One of the most vulnerable industries to climate change is the $100 billion coffee industry. Arabica bean plants flourish in cool climates with distinct rainy and dry seasons, as they are the most popular worldwide and are prefered by both coffee snobs and chains like Starbucks Corp. However, as a result of global warming, those areas are shrinking. According to a 2019 study from scientists at the Royal Botanic Gardens, Kew in the United Kingdom, arabica is expected to lose at least half of its habitat over the next seven decades. As temperatures increase and farmers relocate their farms in search of cooler climates, deforestation rates rise as well.

Kleitsch and Stopforth are hoping to help in this area. They’ll finally launch their coffee this year, selling cold brew cans, after more than two years of growth. They eventually want to expand into instant coffee, brew-at-home grounds, and whole beans, as one of the company’s role models did.
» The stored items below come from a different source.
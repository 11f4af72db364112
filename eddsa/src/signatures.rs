//! Signature type, hashing, and the sign/verify protocol.

use curve::{EdwardsPoint, Group, Scalar, scalar};
use serde::{Deserialize, Serialize};
use sha2::{Digest, Sha512};
use tracing::debug;

use crate::constants::{HASH_LENGTH, PUBLIC_KEY_LENGTH, SECRET_KEY_LENGTH, SIGNATURE_LENGTH};
use crate::errors::SignatureError;
use crate::keys::{ExpandedSecret, public_key_from_scalar};

/// An Ed25519 signature: the compressed commitment `R` followed by the
/// little-endian scalar `s`.
///
/// The signature satisfies `B * s == R + A * k` where
/// `k = H(R || A || msg) mod l`.
#[derive(Copy, Clone, Debug, PartialEq, Eq, Hash, Serialize, Deserialize)]
pub struct Signature {
    r: [u8; 32],
    s: [u8; 32],
}

impl Signature {
    /// Splits a 64-byte signature, failing with [`SignatureError::InvalidLength`]
    /// for any other length.
    pub fn from_bytes(bytes: &[u8]) -> Result<Self, SignatureError> {
        if bytes.len() != SIGNATURE_LENGTH {
            return Err(SignatureError::InvalidLength {
                what: "signature",
                expected: SIGNATURE_LENGTH,
                actual: bytes.len(),
            });
        }
        let mut r = [0u8; 32];
        let mut s = [0u8; 32];
        r.copy_from_slice(&bytes[..32]);
        s.copy_from_slice(&bytes[32..]);
        Ok(Self { r, s })
    }

    pub fn to_bytes(&self) -> [u8; SIGNATURE_LENGTH] {
        let mut out = [0u8; SIGNATURE_LENGTH];
        out[..32].copy_from_slice(&self.r);
        out[32..].copy_from_slice(&self.s);
        out
    }

    /// Compressed commitment point R.
    pub fn r_bytes(&self) -> &[u8; 32] {
        &self.r
    }

    /// Response scalar s, little-endian.
    pub fn s_bytes(&self) -> &[u8; 32] {
        &self.s
    }
}

impl TryFrom<&[u8]> for Signature {
    type Error = SignatureError;

    fn try_from(bytes: &[u8]) -> Result<Self, Self::Error> {
        Signature::from_bytes(bytes)
    }
}

/// SHA-512 of `message`.
pub fn hash(message: &[u8]) -> [u8; HASH_LENGTH] {
    let digest = Sha512::digest(message);
    let mut out = [0u8; HASH_LENGTH];
    out.copy_from_slice(&digest);
    out
}

/// SHA-512 over the concatenation of `parts`, read as a little-endian integer.
pub fn hash_int(parts: &[&[u8]]) -> Scalar {
    let mut hasher = Sha512::new();
    for part in parts {
        hasher.update(part);
    }
    scalar::from_bytes_le(&hasher.finalize())
}

/// Signs `message` with the key derived from `secret`.
///
/// The nonce `r = H(prefix || message)` is used unreduced as the multiplier
/// of the base point; `k` and `s` are reduced modulo the group order. When
/// `public_key` is `None` it is recomputed from the secret.
pub fn sign(
    message: &[u8],
    secret: &[u8; SECRET_KEY_LENGTH],
    public_key: Option<&[u8; PUBLIC_KEY_LENGTH]>,
) -> Result<Signature, SignatureError> {
    let expanded = ExpandedSecret::from_secret(secret);
    let public_key = match public_key {
        Some(bytes) => *bytes,
        None => public_key_from_scalar(&expanded.scalar)?,
    };

    let r = hash_int(&[&expanded.prefix[..], message]);
    let r_point = EdwardsPoint::generator().scalar_mul(&r)?.encode();
    let k = scalar::reduce(&hash_int(&[&r_point[..], &public_key[..], message]));
    let s = scalar::reduce(&(r + &expanded.scalar * k));

    Ok(Signature {
        r: r_point,
        s: scalar::to_canonical_bytes(&s),
    })
}

/// Verifies `signature` over `message` against the compressed `public_key`.
///
/// Lengths are checked first, then both points are decoded, then the
/// verification equation is evaluated. Any failure is final.
pub fn verify(message: &[u8], signature: &[u8], public_key: &[u8]) -> Result<(), SignatureError> {
    let signature = Signature::from_bytes(signature)?;
    let public_key: [u8; PUBLIC_KEY_LENGTH] =
        public_key
            .try_into()
            .map_err(|_| SignatureError::InvalidLength {
                what: "public key",
                expected: PUBLIC_KEY_LENGTH,
                actual: public_key.len(),
            })?;

    let pk_point = EdwardsPoint::decode(&public_key).map_err(|err| {
        debug!(%err, "rejecting public key");
        SignatureError::InvalidEncoding
    })?;
    verify_decoded(message, &signature, &public_key, &pk_point)
}

pub(crate) fn verify_decoded(
    message: &[u8],
    signature: &Signature,
    public_key: &[u8; PUBLIC_KEY_LENGTH],
    pk_point: &EdwardsPoint,
) -> Result<(), SignatureError> {
    let r_point = EdwardsPoint::decode(&signature.r).map_err(|err| {
        debug!(%err, "rejecting signature commitment R");
        SignatureError::InvalidEncoding
    })?;

    let k = scalar::reduce(&hash_int(&[&signature.r[..], &public_key[..], message]));
    let s = scalar::from_bytes_le(&signature.s);

    let lhs = r_point.add(&pk_point.scalar_mul(&k)?)?;
    let rhs = EdwardsPoint::generator().scalar_mul(&s)?;
    if lhs != rhs {
        debug!("verification equation does not hold");
        return Err(SignatureError::InvalidSignature);
    }

    Ok(())
}
use eddsa::{Signature, SigningKey, VerifyingKey};
use rand::SeedableRng;
use rand::rngs::StdRng;

fn main() {
    let mut rng = StdRng::seed_from_u64(42);
    let random_sk = SigningKey::random(&mut rng);
    let random_vk = VerifyingKey::try_from(&random_sk).expect("derive random vk");
    println!("random public key: {}", hex::encode(random_vk.as_bytes()));

    let secret: [u8; 32] = core::array::from_fn(|i| i as u8);
    let sk = SigningKey::from_bytes(&secret);
    let vk = VerifyingKey::try_from(&sk).expect("derive vk");

    let sk_bytes = bincode::serialize(&sk).expect("serialize sk");
    let vk_bytes = bincode::serialize(&vk).expect("serialize vk");

    let msg = b"Hello, world! This is a test.";
    let sig = sk.sign(msg).expect("sign");
    let sig_bytes = bincode::serialize(&sig).expect("serialize sig");

    let sk2: SigningKey = bincode::deserialize(&sk_bytes).expect("deserialize sk");
    let vk2: VerifyingKey = bincode::deserialize(&vk_bytes).expect("deserialize vk");
    let sig2: Signature = bincode::deserialize(&sig_bytes).expect("deserialize sig");

    vk2.verify(msg, &sig2).expect("verify");
    assert_eq!(sk2.sign(msg).expect("sign"), sig2);

    println!("public key: {}", hex::encode(vk2.as_bytes()));
    println!("signature:  {}", hex::encode(sig2.to_bytes()));
}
“We like to think of ourselves as the Tesla of coffee,” said Stopforth, who has worked in food science and production for the past two decades. Meanwhile, Kleitsch is a serial entrepreneur and former Inc. product manager. “Before Tesla came along, there was no choice if you wanted a luxury, powerful vehicle that was not dependent on diesel or fuel,” Stopforth said. “In the same way, before Atomo, you had no choice if you wanted coffee that wasn’t related to deforestation. You have it now.”